● **EXERCISE REQUIREMENTS**: Starting at the first line of the listing below and ending at the line with "#[derive(Clone)]", copy each line exactly.

● **GIVEN INFORMATION**:
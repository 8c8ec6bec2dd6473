//! PostgreSQL ledger store
//!
//! A transition unit is one transaction of conditional UPDATEs. A guard that
//! matches zero rows rolls the transaction back.

use std::collections::HashMap;

use async_trait::async_trait;
use chrono::Utc;
use sqlx::{PgPool, Postgres, QueryBuilder, Transaction};
use uuid::Uuid;

use super::{
    BalanceChange, BorrowerLoanCounts, CommitOutcome, LedgerStore, LoanTransition,
    RatingAggregateChange, RepaymentTiming, StoreError, StoreResult,
};
use crate::loan::{LoanFilter, LoanRequest, Repayment};
use crate::models::{ActivityEntry, User, UserRole};

/// Ledger store backed by a sqlx Postgres pool
#[derive(Clone)]
pub struct PgLedgerStore {
    pool: PgPool,
}

impl PgLedgerStore {
    pub fn new(pool: PgPool) -> Self {
        Self { pool }
    }

    pub fn pool(&self) -> &PgPool {
        &self.pool
    }
}

fn push_filters(builder: &mut QueryBuilder<'_, Postgres>, filter: &LoanFilter) {
    builder.push(" WHERE TRUE");
    if let Some(borrower_id) = filter.borrower_id {
        builder.push(" AND borrower_id = ").push_bind(borrower_id);
    }
    if let Some(lender_id) = filter.lender_id {
        builder.push(" AND lender_id = ").push_bind(lender_id);
    }
    if let Some(status) = filter.status {
        builder.push(" AND status = ").push_bind(status);
    }
    if filter.visible_only {
        builder.push(" AND is_visible = TRUE");
    }
    if let Some(min) = filter.min_amount {
        builder.push(" AND amount >= ").push_bind(min);
    }
    if let Some(max) = filter.max_amount {
        builder.push(" AND amount <= ").push_bind(max);
    }
}

async fn update_loan(
    tx: &mut Transaction<'_, Postgres>,
    loan: &LoanRequest,
) -> Result<Option<LoanRequest>, sqlx::Error> {
    sqlx::query_as::<_, LoanRequest>(
        r#"
        UPDATE loan_requests SET
            lender_id = $1, status = $2, accepted_at = $3, fulfilled_at = $4,
            completed_at = $5, due_date = $6, total_repayable = $7,
            amount_repaid = $8, remaining_amount = $9, is_contact_shared = $10,
            contact_shared_at = $11, borrower_rating = $12, borrower_review = $13,
            lender_rating = $14, lender_review = $15, remarks = $16,
            is_visible = $17, version = version + 1, updated_at = $18
        WHERE id = $19 AND version = $20
        RETURNING *
        "#,
    )
    .bind(loan.lender_id)
    .bind(loan.status)
    .bind(loan.accepted_at)
    .bind(loan.fulfilled_at)
    .bind(loan.completed_at)
    .bind(loan.due_date)
    .bind(loan.total_repayable)
    .bind(loan.amount_repaid)
    .bind(loan.remaining_amount)
    .bind(loan.is_contact_shared)
    .bind(loan.contact_shared_at)
    .bind(loan.borrower_rating)
    .bind(&loan.borrower_review)
    .bind(loan.lender_rating)
    .bind(&loan.lender_review)
    .bind(&loan.remarks)
    .bind(loan.is_visible)
    .bind(Utc::now())
    .bind(loan.id)
    .bind(loan.version)
    .fetch_optional(&mut **tx)
    .await
}

/// Returns false when a guarded debit matched no row
async fn apply_balance_change(
    tx: &mut Transaction<'_, Postgres>,
    change: &BalanceChange,
) -> Result<bool, sqlx::Error> {
    let (sql, amount) = match change {
        BalanceChange::DebitAvailable { amount, .. } => (
            "UPDATE users SET available_balance = available_balance - $1, updated_at = NOW() \
             WHERE id = $2 AND available_balance >= $1",
            amount,
        ),
        BalanceChange::CreditAvailable { amount, .. } => (
            "UPDATE users SET available_balance = available_balance + $1, updated_at = NOW() \
             WHERE id = $2",
            amount,
        ),
        BalanceChange::AddTotalLent { amount, .. } => (
            "UPDATE users SET total_lent = total_lent + $1, updated_at = NOW() WHERE id = $2",
            amount,
        ),
        BalanceChange::AddTotalBorrowed { amount, .. } => (
            "UPDATE users SET total_borrowed = total_borrowed + $1, updated_at = NOW() \
             WHERE id = $2",
            amount,
        ),
    };

    let result = sqlx::query(sql)
        .bind(*amount)
        .bind(change.user_id())
        .execute(&mut **tx)
        .await?;

    Ok(result.rows_affected() > 0 || !matches!(change, BalanceChange::DebitAvailable { .. }))
}

/// Returns false when the reference was already recorded for the loan
async fn insert_repayment(
    tx: &mut Transaction<'_, Postgres>,
    repayment: &Repayment,
) -> Result<bool, sqlx::Error> {
    let result = sqlx::query(
        r#"
        INSERT INTO repayments (
            id, loan_request_id, borrower_id, lender_id, amount, payment_date,
            payment_method, transaction_reference, status, confirmed_by_lender,
            confirmed_at, remarks, is_late, days_late, created_at
        )
        VALUES ($1, $2, $3, $4, $5, $6, $7, $8, $9, $10, $11, $12, $13, $14, $15)
        ON CONFLICT DO NOTHING
        "#,
    )
    .bind(repayment.id)
    .bind(repayment.loan_request_id)
    .bind(repayment.borrower_id)
    .bind(repayment.lender_id)
    .bind(repayment.amount)
    .bind(repayment.payment_date)
    .bind(repayment.payment_method)
    .bind(&repayment.transaction_reference)
    .bind(repayment.status)
    .bind(repayment.confirmed_by_lender)
    .bind(repayment.confirmed_at)
    .bind(&repayment.remarks)
    .bind(repayment.is_late)
    .bind(repayment.days_late)
    .bind(repayment.created_at)
    .execute(&mut **tx)
    .await?;

    Ok(result.rows_affected() > 0)
}

async fn apply_rating(
    tx: &mut Transaction<'_, Postgres>,
    change: &RatingAggregateChange,
) -> Result<bool, sqlx::Error> {
    let result = sqlx::query(
        "UPDATE users SET total_ratings = $1, average_rating = $2, updated_at = NOW() \
         WHERE id = $3 AND total_ratings = $4",
    )
    .bind(change.total_ratings)
    .bind(change.average_rating)
    .bind(change.user_id)
    .bind(change.expected_total_ratings)
    .execute(&mut **tx)
    .await?;

    Ok(result.rows_affected() > 0)
}

#[async_trait]
impl LedgerStore for PgLedgerStore {
    async fn fetch_user(&self, id: Uuid) -> StoreResult<Option<User>> {
        let user = sqlx::query_as::<_, User>("SELECT * FROM users WHERE id = $1")
            .bind(id)
            .fetch_optional(&self.pool)
            .await?;
        Ok(user)
    }

    async fn fetch_loan(&self, id: Uuid) -> StoreResult<Option<LoanRequest>> {
        let loan = sqlx::query_as::<_, LoanRequest>("SELECT * FROM loan_requests WHERE id = $1")
            .bind(id)
            .fetch_optional(&self.pool)
            .await?;
        Ok(loan)
    }

    async fn list_loans(&self, filter: &LoanFilter) -> StoreResult<(Vec<LoanRequest>, i64)> {
        let mut count = QueryBuilder::<Postgres>::new("SELECT COUNT(*) FROM loan_requests");
        push_filters(&mut count, filter);
        let total: i64 = count.build_query_scalar().fetch_one(&self.pool).await?;

        let mut page = QueryBuilder::<Postgres>::new("SELECT * FROM loan_requests");
        push_filters(&mut page, filter);
        page.push(" ORDER BY created_at DESC LIMIT ")
            .push_bind(filter.limit)
            .push(" OFFSET ")
            .push_bind(filter.offset);
        let loans = page
            .build_query_as::<LoanRequest>()
            .fetch_all(&self.pool)
            .await?;

        Ok((loans, total))
    }

    async fn list_repayments(&self, loan_id: Uuid) -> StoreResult<Vec<Repayment>> {
        let repayments = sqlx::query_as::<_, Repayment>(
            "SELECT * FROM repayments WHERE loan_request_id = $1 ORDER BY created_at DESC",
        )
        .bind(loan_id)
        .fetch_all(&self.pool)
        .await?;
        Ok(repayments)
    }

    async fn find_repayment_by_reference(
        &self,
        loan_id: Uuid,
        reference: &str,
    ) -> StoreResult<Option<Repayment>> {
        let repayment = sqlx::query_as::<_, Repayment>(
            "SELECT * FROM repayments WHERE loan_request_id = $1 AND transaction_reference = $2",
        )
        .bind(loan_id)
        .bind(reference)
        .fetch_optional(&self.pool)
        .await?;
        Ok(repayment)
    }

    async fn insert_loan(&self, loan: &LoanRequest) -> StoreResult<()> {
        let result = sqlx::query(
            r#"
            INSERT INTO loan_requests (
                id, borrower_id, amount, purpose, duration, interest_rate, status,
                amount_repaid, is_contact_shared, is_visible, version, created_at, updated_at
            )
            VALUES ($1, $2, $3, $4, $5, $6, $7, $8, $9, $10, $11, $12, $13)
            ON CONFLICT (id) DO NOTHING
            "#,
        )
        .bind(loan.id)
        .bind(loan.borrower_id)
        .bind(loan.amount)
        .bind(&loan.purpose)
        .bind(loan.duration)
        .bind(loan.interest_rate)
        .bind(loan.status)
        .bind(loan.amount_repaid)
        .bind(loan.is_contact_shared)
        .bind(loan.is_visible)
        .bind(loan.version)
        .bind(loan.created_at)
        .bind(loan.updated_at)
        .execute(&self.pool)
        .await?;

        if result.rows_affected() == 0 {
            return Err(StoreError::Conflict);
        }
        Ok(())
    }

    async fn commit_transition(&self, transition: LoanTransition) -> StoreResult<CommitOutcome> {
        let mut tx = self.pool.begin().await?;

        let Some(stored) = update_loan(&mut tx, &transition.loan).await? else {
            tx.rollback().await?;
            return Ok(CommitOutcome::StaleLoan);
        };

        for change in &transition.balance_changes {
            if !apply_balance_change(&mut tx, change).await? {
                tx.rollback().await?;
                return Ok(CommitOutcome::InsufficientFunds {
                    user_id: change.user_id(),
                });
            }
        }

        if let Some(repayment) = &transition.repayment {
            if !insert_repayment(&mut tx, repayment).await? {
                tx.rollback().await?;
                return Ok(CommitOutcome::DuplicateRepayment);
            }
        }

        if let Some(change) = &transition.rating {
            if !apply_rating(&mut tx, change).await? {
                tx.rollback().await?;
                return Ok(CommitOutcome::StaleRating);
            }
        }

        tx.commit().await?;
        tracing::debug!(loan_id = %stored.id, version = stored.version, "Transition committed");

        Ok(CommitOutcome::Committed(stored))
    }

    async fn count_completed_loans(&self, user_id: Uuid, role: UserRole) -> StoreResult<i64> {
        let sql = match role {
            UserRole::Borrower => {
                "SELECT COUNT(*) FROM loan_requests WHERE borrower_id = $1 AND status = 'completed'"
            }
            UserRole::Lender => {
                "SELECT COUNT(*) FROM loan_requests WHERE lender_id = $1 AND status = 'completed'"
            }
            UserRole::Admin => return Ok(0),
        };
        let count: i64 = sqlx::query_scalar(sql)
            .bind(user_id)
            .fetch_one(&self.pool)
            .await?;
        Ok(count)
    }

    async fn borrower_loan_counts(&self, borrower_id: Uuid) -> StoreResult<BorrowerLoanCounts> {
        let (completed, in_progress, defaulted) = sqlx::query_as::<_, (i64, i64, i64)>(
            r#"
            SELECT
                COUNT(*) FILTER (WHERE status = 'completed'),
                COUNT(*) FILTER (WHERE status = 'in_progress'),
                COUNT(*) FILTER (WHERE status = 'defaulted')
            FROM loan_requests
            WHERE borrower_id = $1
            "#,
        )
        .bind(borrower_id)
        .fetch_one(&self.pool)
        .await?;

        Ok(BorrowerLoanCounts {
            completed,
            in_progress,
            defaulted,
        })
    }

    async fn repayment_timings(&self, borrower_id: Uuid) -> StoreResult<Vec<RepaymentTiming>> {
        let rows = sqlx::query_as::<_, (bool, i32)>(
            "SELECT is_late, days_late FROM repayments WHERE borrower_id = $1",
        )
        .bind(borrower_id)
        .fetch_all(&self.pool)
        .await?;

        Ok(rows
            .into_iter()
            .map(|(is_late, days_late)| RepaymentTiming { is_late, days_late })
            .collect())
    }

    async fn save_scores(
        &self,
        user_id: Uuid,
        trust_score: i32,
        repayment_score: Option<i32>,
    ) -> StoreResult<()> {
        sqlx::query(
            "UPDATE users SET trust_score = $1, \
             repayment_score = COALESCE($2, repayment_score), updated_at = NOW() \
             WHERE id = $3",
        )
        .bind(trust_score)
        .bind(repayment_score)
        .bind(user_id)
        .execute(&self.pool)
        .await?;
        Ok(())
    }

    async fn load_settings(&self) -> StoreResult<HashMap<String, String>> {
        let rows = sqlx::query_as::<_, (String, String)>("SELECT key, value FROM settings WHERE is_active")
            .fetch_all(&self.pool)
            .await?;
        Ok(rows.into_iter().collect())
    }

    async fn record_activity(&self, entry: &ActivityEntry) -> StoreResult<()> {
        sqlx::query(
            r#"
            INSERT INTO activity_logs (id, user_id, action, description, entity_id, created_at)
            VALUES ($1, $2, $3, $4, $5, NOW())
            "#,
        )
        .bind(Uuid::new_v4())
        .bind(entry.user_id)
        .bind(entry.action)
        .bind(&entry.description)
        .bind(entry.entity_id)
        .execute(&self.pool)
        .await?;
        Ok(())
    }
}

● **SOLUTION TO THE PROBLEM**:
repository 8c8ec6bec2dd6473
//! PostgreSQL ledger store
//!
//! A transition unit is one transaction of conditional UPDATEs. A guard that
//! matches zero rows rolls the transaction back.

use std::collections::HashMap;

use async_trait::async_trait;
use chrono::Utc;
use sqlx::{PgPool, Postgres, QueryBuilder, Transaction};
use uuid::Uuid;

use super::{
    BalanceChange, BorrowerLoanCounts, CommitOutcome, LedgerStore, LoanTransition,
    RatingAggregateChange, RepaymentTiming, StoreError, StoreResult,
};
use crate::loan::{LoanFilter, LoanRequest, Repayment};
use crate::models::{ActivityEntry, User, UserRole};

/// Ledger store backed by a sqlx Postgres pool
#[derive(Clone)]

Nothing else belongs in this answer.